Di poco successiva è l’esegesi di Cipriano18, che certamente riprende, senza mai citarlo esplicitamente, il pensiero di Tertulliano. Non lo cita, d’altronde, perché Tertulliano era scivolato in quella che sarà poi definita eresia montanista e aveva subito una damnatio memoriae che, tuttavia, non lo aveva fatto cadere in un completo oblio: fu infatti di sicuro richiamato negli autori successivi, seppur con accenti variamente critici19. In Cipriano il rapporto tra battesimo e signum crucis è ancora più stretto; nei Testimoniorum libri tres adversus Iudaeos (II 14-2220) poi si amplifica la relazione tipo-antitipo tra Antico e Nuovo Testamento con l’introduzione di nuove figure relative alla passione di Cristo quali l’agnello o la pietra scartata dai costruttori, ma sempre con grande attenzione a Mosè e al signum tau di Ezechiele.
Contemporaneamente anche a Roma inizia a diffondersi una produzione apologetica cristiana in lingua latina, ma sembrano comunque dominare ancora gli sviluppi del pensiero dell’Africa romana, grazie a personaggi di origini africane o mediorientali quali Giulio Africano o Arnobio, il quale, secondo quanto sostiene Girolamo, sarebbe stato il maestro di Lattanzio, primo esponente di un filone di storici che poi si affermerà nei secoli IV-VI con Eusebio di Cesarea e i suoi continuatori e imitatori. Il De mortibus persecutorum di Lattanzio è importantissimo per gli svolgimenti futuri relativi all’immagine e al culto della croce, perché è il primo testo cristiano a narrare la cosiddetta visione di Costantino ai Saxa Rubra21.
Il passo è breve e sintetico, ma è il primo che mette sotto il simbolo cristiano tutto il corso vittorioso di Costantino.
«Commonitus est in quiete Constantinus ut caeleste signum dei notaret in scutis atque ita proelium committeret. Facit ut iussus est et transversa X littera ‹I› summo capite circumflexo, Christum in scutis notat. Quo signo armatus exercitus capit ferrum»22. Una storia relativamente semplice: un sogno premonitore, una decisione dell’imperatore, gli scudi vengono segnati e la vittoria arride con facilità. Qual è il simbolo che viene apposto sugli scudi? La tradizione, che dipende piuttosto da Eusebio, e ancor di più dagli sviluppi futuri dell’iconografia, dice: una ‘croce’. Ma in cielo apparve un signum dei non meglio definito che è l’imperatore stesso a interpretare come chi-rho, cioè un simbolo formato dalle iniziali del nome di Cristo in greco, X-P, incrociate a formare un monogramma. Questo, in effetti, fu l’unico segno di croce impiegato da Costantino, per esempio, nella monetazione: un segno che non è esattamente una croce, pur essendo una delle sue più diffuse varianti. Ma mentre il nome dell’Unto poteva ben essere considerato segno di trionfo e vittoria, non poteva esserlo altrettanto una vera e propria croce, almeno agli occhi di un autentico generale romano qual era Costantino.
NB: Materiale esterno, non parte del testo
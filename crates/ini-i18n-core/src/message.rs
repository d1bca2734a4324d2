use alloc::collections::BTreeMap;
use alloc::format;
use alloc::string::String;
use alloc::sync::Arc;
use alloc::vec::Vec;

use crate::printf::{Printer, sprintf};
use crate::{Arg, Operands, PluralForm, PluralRule};

/// Per-form replacement strings of one plural noun.
#[derive(Clone, Debug, Default, PartialEq, Eq)]
pub struct PluralForms {
    forms: BTreeMap<PluralForm, String>,
}

impl PluralForms {
    pub fn new() -> Self {
        Self::default()
    }

    pub fn insert(&mut self, form: PluralForm, value: impl Into<String>) -> Option<String> {
        self.forms.insert(form, value.into())
    }

    pub fn get(&self, form: PluralForm) -> Option<&str> {
        self.forms.get(&form).map(String::as_str)
    }

    /// The string for `form`, falling back to `other` when the noun does not
    /// define that form.
    pub fn select(&self, form: PluralForm) -> &str {
        self.get(form)
            .or_else(|| self.get(PluralForm::Other))
            .unwrap_or_default()
    }

    pub fn len(&self) -> usize {
        self.forms.len()
    }

    pub fn is_empty(&self) -> bool {
        self.forms.is_empty()
    }
}

#[derive(Clone, Debug, PartialEq, Eq)]
pub struct PluralPlaceholder {
    name: String,
    noun: String,
    forms: Arc<PluralForms>,
}

impl PluralPlaceholder {
    pub(crate) fn new(index: usize, noun: &str, forms: Arc<PluralForms>) -> Self {
        Self {
            name: marker_name(index),
            noun: String::from(noun),
            forms,
        }
    }

    /// The marker standing in for this placeholder in [`Message::format`].
    pub fn name(&self) -> &str {
        &self.name
    }

    pub fn noun(&self) -> &str {
        &self.noun
    }

    pub fn forms(&self) -> &PluralForms {
        &self.forms
    }
}

#[derive(Clone, Debug, PartialEq, Eq)]
pub(crate) enum Segment {
    Text(String),
    Marker(usize),
}

/// A compiled message template.
///
/// Messages without plural placeholders keep only their format string, so
/// translating them costs a single formatting pass at most.
#[derive(Clone, Debug, PartialEq, Eq)]
pub struct Message {
    format: String,
    segments: Vec<Segment>,
    placeholders: BTreeMap<usize, PluralPlaceholder>,
}

impl Message {
    pub fn plain(format: impl Into<String>) -> Self {
        Self {
            format: format.into(),
            segments: Vec::new(),
            placeholders: BTreeMap::new(),
        }
    }

    pub(crate) fn from_parts(
        segments: Vec<Segment>,
        placeholders: BTreeMap<usize, PluralPlaceholder>,
    ) -> Self {
        let mut format = String::new();
        for segment in &segments {
            match segment {
                Segment::Text(text) => format.push_str(text),
                Segment::Marker(index) => format.push_str(&marker_name(*index)),
            }
        }
        Self {
            format,
            segments,
            placeholders,
        }
    }

    /// The template with plural tokens rewritten to `${index}` markers.
    pub fn format(&self) -> &str {
        &self.format
    }

    pub fn placeholders(&self) -> &BTreeMap<usize, PluralPlaceholder> {
        &self.placeholders
    }

    pub fn placeholder(&self, index: usize) -> Option<&PluralPlaceholder> {
        self.placeholders.get(&index)
    }

    pub fn has_plurals(&self) -> bool {
        !self.placeholders.is_empty()
    }

    /// Resolves plural markers with `rule` (every marker takes the `other`
    /// form when there is no rule), then formats positional arguments.
    ///
    /// Without arguments no formatting pass runs, so `%` in plain prose is
    /// returned as written. Plural markers still resolve, and with no
    /// arguments each one renders `<no arg for index N>`; the surrounding
    /// directives such as `%[1]d` are left untouched.
    pub fn translate(&self, rule: Option<&PluralRule>, args: &[Arg]) -> String {
        if self.placeholders.is_empty() {
            if args.is_empty() {
                return self.format.clone();
            }
            return sprintf(&self.format, args);
        }

        let mut printer = Printer::new(args);
        for segment in &self.segments {
            match segment {
                Segment::Text(text) if args.is_empty() => printer.push_literal(text),
                Segment::Text(text) => printer.write_format(text),
                Segment::Marker(index) => {
                    let resolved = self.resolve(*index, rule, args);
                    printer.push_literal(&resolved);
                }
            }
        }
        printer.finish()
    }

    fn resolve(&self, index: usize, rule: Option<&PluralRule>, args: &[Arg]) -> String {
        let Some(placeholder) = self.placeholders.get(&index) else {
            return marker_name(index);
        };
        let Some(arg) = index.checked_sub(1).and_then(|position| args.get(position)) else {
            return format!("<no arg for index {index}>");
        };
        let operands = match Operands::try_from(arg) {
            Ok(operands) => operands,
            Err(err) => return format!("<{err}>"),
        };
        let form = rule.map_or(PluralForm::Other, |rule| rule.plural_form(&operands));
        String::from(placeholder.forms.select(form))
    }
}

fn marker_name(index: usize) -> String {
    format!("${{{index}}}")
}

#[cfg(test)]
mod tests {
    use alloc::collections::BTreeMap;
    use alloc::string::String;
    use alloc::sync::Arc;
    use alloc::vec;

    use super::{Message, PluralForms, PluralPlaceholder, Segment};
    use crate::{Arg, Operands, PluralForm, PluralRule};

    fn one_other(ops: &Operands) -> PluralForm {
        if ops.i == 1 && ops.v == 0 {
            PluralForm::One
        } else {
            PluralForm::Other
        }
    }

    const ENGLISH: PluralRule = PluralRule {
        forms: &[PluralForm::One, PluralForm::Other],
        select: one_other,
    };

    fn files() -> Arc<PluralForms> {
        let mut forms = PluralForms::new();
        forms.insert(PluralForm::One, "file");
        forms.insert(PluralForm::Other, "files");
        Arc::new(forms)
    }

    fn file_message() -> Message {
        let mut placeholders = BTreeMap::new();
        placeholders.insert(1, PluralPlaceholder::new(1, "file", files()));
        Message::from_parts(
            vec![
                Segment::Text(String::from("%[1]d ")),
                Segment::Marker(1),
                Segment::Text(String::from(" (100%%)")),
            ],
            placeholders,
        )
    }

    #[test]
    fn format_uses_index_markers() {
        assert_eq!(file_message().format(), "%[1]d ${1} (100%%)");
    }

    #[test]
    fn selects_form_by_rule() {
        let message = file_message();
        assert_eq!(message.translate(Some(&ENGLISH), &[Arg::Int(1)]), "1 file (100%)");
        assert_eq!(message.translate(Some(&ENGLISH), &[Arg::Int(3)]), "3 files (100%)");
        assert_eq!(
            message.translate(Some(&ENGLISH), &[Arg::Str(String::from("1.0"))]),
            "%!d(string=1.0) files (100%)"
        );
    }

    #[test]
    fn missing_rule_selects_other() {
        let message = file_message();
        assert_eq!(message.translate(None, &[Arg::Int(1)]), "1 files (100%)");
    }

    #[test]
    fn reports_extraction_errors_inline() {
        let message = file_message();
        assert_eq!(
            message.translate(Some(&ENGLISH), &[Arg::Float(1.0)]),
            "%!d(float64=1) <unsupported argument type float: expected integer or decimal string> (100%)"
        );
    }

    #[test]
    fn without_args_text_is_not_formatted() {
        let message = file_message();
        assert_eq!(
            message.translate(Some(&ENGLISH), &[]),
            "%[1]d <no arg for index 1> (100%%)"
        );
    }

    #[test]
    fn plain_message_returned_verbatim_without_args() {
        let message = Message::plain("100% sure");
        assert!(!message.has_plurals());
        assert_eq!(message.translate(None, &[]), "100% sure");
    }

    #[test]
    fn selected_form_is_never_reinterpreted() {
        let mut forms = PluralForms::new();
        forms.insert(PluralForm::Other, "%d ${2} items");
        let mut placeholders = BTreeMap::new();
        placeholders.insert(1, PluralPlaceholder::new(1, "item", Arc::new(forms)));
        let message = Message::from_parts(
            vec![Segment::Marker(1), Segment::Text(String::from(" / %[1]d"))],
            placeholders,
        );
        assert_eq!(message.translate(None, &[Arg::Int(4)]), "%d ${2} items / 4");
    }

    #[test]
    fn missing_form_falls_back_to_other() {
        let mut forms = PluralForms::new();
        forms.insert(PluralForm::Other, "文件");
        assert_eq!(forms.select(PluralForm::One), "文件");
        assert_eq!(PluralForms::new().select(PluralForm::Few), "");
    }
}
La versione che solo qualche decennio più tardi fornisce Eusebio è, invece, più complessa. Si consideri, peraltro, che il passo che la contiene è di autenticità discussa, visto che lo stesso Eusebio nella Storia ecclesiastica non dà conto dell’episodio, che non è presente nei testi di Cirillo di Gerusalemme, della metà del IV secolo, né nel De obitu Theodosii (395) di Ambrogio, che pure dà ampio spazio all’Inventio della croce. Nonostante ciò, non è possibile affermare con certezza che il passo sia falso23. Si vedano i brani nei quali è addirittura l’imperatore stesso a rivelare a Eusebio l’accaduto e a confermare con solenni giuramenti le sue parole24. Nel giorno precedente la battaglia di ponte Milvio, lui e tutto l’esercito videro «in pieno cielo e al di sopra del sole, il segno luminoso di una croce, unita alla quale c’era un’iscrizione che diceva: Con questa vinci!»25. Bisogna certamente notare che l’apparizione del segno segue la preghiera che Costantino rivolge allo sconosciuto, per lui, «dio paterno», cioè al dio venerato da Costanzo Cloro, che sembra così diventare un cristiano ante litteram, seppur non dichiarato26. Nel racconto tutti rimangono colpiti dalla visione e incerti sul significato da attribuire ad essa, significato che è rivelato al solo imperatore27:
allora gli si mostrò in sogno Cristo, figlio di Dio, con il segno che era apparso nel cielo, e gli ingiunse di costruire un’immagine simile a quella del segno osservato in cielo e di servirsene come difesa nelle battaglie contro i nemici. Non appena spuntò l’alba, si levò e raccontò agli amici l’arcano: convocò poi presso di sé orefici e artigiani esperti in pietre preziose, si mise a sedere in mezzo ad essi ed illustrò la forma del segno, che ordinò di riprodurre in oro e pietre preziose28.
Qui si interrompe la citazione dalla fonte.